Your objective
Look through the records below, and whenever a line contains "claim", copy it.

Stored entries
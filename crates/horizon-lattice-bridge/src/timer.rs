//! Native delay queue: the engine's own timer facility.
//!
//! Each native timer is a one-shot entry that invokes a registered callback
//! when it expires. Repetition is built on top of this by
//! [`TimerScheduler`](crate::TimerScheduler), which re-arms a new native timer
//! after every firing.

use std::cmp::Ordering;
use std::collections::BinaryHeap;
use std::time::{Duration, Instant};

use slotmap::{SlotMap, new_key_type};

use crate::registry::CallbackHandle;
use crate::task::IdleQueue;

new_key_type! {
    /// A unique identifier for a native timer.
    pub struct NativeTimerId;
}

/// When a native timer should fire.
#[derive(Debug, Clone, Copy, PartialEq, Eq)]
pub enum NativeDelay {
    /// Fire once the duration has elapsed.
    After(Duration),
    /// Fire the next time the engine has no other work.
    Idle,
}

/// Internal timer data.
#[derive(Debug)]
struct NativeTimer {
    callback: CallbackHandle,
    /// `None` for idle entries.
    deadline: Option<Instant>,
}

/// An entry in the timer queue (min-heap by fire time).
#[derive(Debug, Clone, Copy)]
struct TimerQueueEntry {
    id: NativeTimerId,
    fire_time: Instant,
    /// Insertion order; timers with equal deadlines fire FIFO.
    seq: u64,
}

impl PartialEq for TimerQueueEntry {
    fn eq(&self, other: &Self) -> bool {
        self.fire_time == other.fire_time && self.seq == other.seq
    }
}

impl Eq for TimerQueueEntry {}

impl PartialOrd for TimerQueueEntry {
    fn partial_cmp(&self, other: &Self) -> Option<Ordering> {
        Some(self.cmp(other))
    }
}

impl Ord for TimerQueueEntry {
    fn cmp(&self, other: &Self) -> Ordering {
        // Reverse order for min-heap (BinaryHeap is max-heap by default).
        other
            .fire_time
            .cmp(&self.fire_time)
            .then_with(|| other.seq.cmp(&self.seq))
    }
}

/// Pending native timers, by deadline and in the idle queue.
pub struct NativeTimerQueue {
    timers: SlotMap<NativeTimerId, NativeTimer>,
    queue: BinaryHeap<TimerQueueEntry>,
    idle: IdleQueue<NativeTimerId>,
    next_seq: u64,
}

impl NativeTimerQueue {
    /// Create an empty queue.
    pub fn new() -> Self {
        Self::with_idle_batch(crate::task::DEFAULT_IDLE_BATCH)
    }

    /// Create an empty queue that hands out at most `idle_batch` idle entries
    /// per cycle.
    pub fn with_idle_batch(idle_batch: usize) -> Self {
        Self {
            timers: SlotMap::with_key(),
            queue: BinaryHeap::new(),
            idle: IdleQueue::with_batch_size(idle_batch),
            next_seq: 0,
        }
    }

    /// Schedule `callback` to fire after `delay`, measured from `now`.
    pub fn schedule(&mut self, delay: NativeDelay, callback: CallbackHandle, now: Instant) -> NativeTimerId {
        match delay {
            NativeDelay::After(duration) => {
                let fire_time = now + duration;
                let id = self.timers.insert(NativeTimer {
                    callback,
                    deadline: Some(fire_time),
                });
                let seq = self.next_seq;
                self.next_seq += 1;
                self.queue.push(TimerQueueEntry { id, fire_time, seq });
                tracing::trace!(target: "horizon_lattice_bridge::timer", ?id, ?duration, %callback, "native timer scheduled");
                id
            }
            NativeDelay::Idle => {
                let id = self.timers.insert(NativeTimer {
                    callback,
                    deadline: None,
                });
                self.idle.push(id);
                tracing::trace!(target: "horizon_lattice_bridge::timer", ?id, %callback, "idle callback scheduled");
                id
            }
        }
    }

    /// Cancel a pending timer.
    ///
    /// Returns `true` if the timer was still pending. Stale heap entries are
    /// discarded lazily.
    pub fn cancel(&mut self, id: NativeTimerId) -> bool {
        let Some(timer) = self.timers.remove(id) else {
            return false;
        };
        if timer.deadline.is_none() {
            self.idle.retain(|entry| *entry != id);
        }
        tracing::trace!(target: "horizon_lattice_bridge::timer", ?id, "native timer cancelled");
        true
    }

    /// Check if a timer is still pending.
    pub fn is_pending(&self, id: NativeTimerId) -> bool {
        self.timers.contains_key(id)
    }

    /// The deadline of a pending timer; `None` for idle or cancelled timers.
    pub fn deadline(&self, id: NativeTimerId) -> Option<Instant> {
        self.timers.get(id).and_then(|t| t.deadline)
    }

    fn discard_stale_head(&mut self) {
        while let Some(entry) = self.queue.peek() {
            if self.timers.contains_key(entry.id) {
                break;
            }
            self.queue.pop();
        }
    }

    /// The earliest pending deadline.
    pub fn next_deadline(&mut self) -> Option<Instant> {
        self.discard_stale_head();
        self.queue.peek().map(|entry| entry.fire_time)
    }

    /// Get the duration until the next timer fires, if any.
    pub fn time_until_next(&mut self, now: Instant) -> Option<Duration> {
        self.next_deadline()
            .map(|deadline| deadline.saturating_duration_since(now))
    }

    /// Remove and return the earliest timer due at `now`.
    ///
    /// The timer is no longer pending once returned; the caller fires it.
    pub fn pop_expired(&mut self, now: Instant) -> Option<(NativeTimerId, CallbackHandle)> {
        self.discard_stale_head();
        let entry = *self.queue.peek()?;
        if entry.fire_time > now {
            return None;
        }
        self.queue.pop();
        let timer = self.timers.remove(entry.id)?;
        Some((entry.id, timer.callback))
    }

    /// Check if any idle entries are pending.
    pub fn has_idle(&self) -> bool {
        self.idle.has_pending()
    }

    /// Take the next batch of idle entries off the idle queue.
    ///
    /// Entries stay pending until [`claim`](Self::claim)ed, so a callback run
    /// earlier in the batch can still cancel a later one.
    pub fn idle_batch(&mut self) -> Vec<NativeTimerId> {
        let timers = &self.timers;
        self.idle.take_batch(|id| timers.contains_key(*id))
    }

    /// Remove a pending timer that is about to fire and return its callback.
    pub fn claim(&mut self, id: NativeTimerId) -> Option<CallbackHandle> {
        self.timers.remove(id).map(|timer| timer.callback)
    }

    /// Get the number of pending timers, including idle entries.
    pub fn len(&self) -> usize {
        self.timers.len()
    }

    /// Check if no timers are pending.
    pub fn is_empty(&self) -> bool {
        self.timers.is_empty()
    }

    /// Cancel every timer and return the callbacks they referenced.
    pub fn clear(&mut self) -> Vec<CallbackHandle> {
        let callbacks = self.timers.drain().map(|(_, t)| t.callback).collect();
        self.queue.clear();
        self.idle.clear();
        callbacks
    }
}

impl Default for NativeTimerQueue {
    fn default() -> Self {
        Self::new()
    }
}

Answer below
    /// Entries stay pending until [`claim`](Self::claim)ed, so a callback run
    pub fn claim(&mut self, id: NativeTimerId) -> Option<CallbackHandle> {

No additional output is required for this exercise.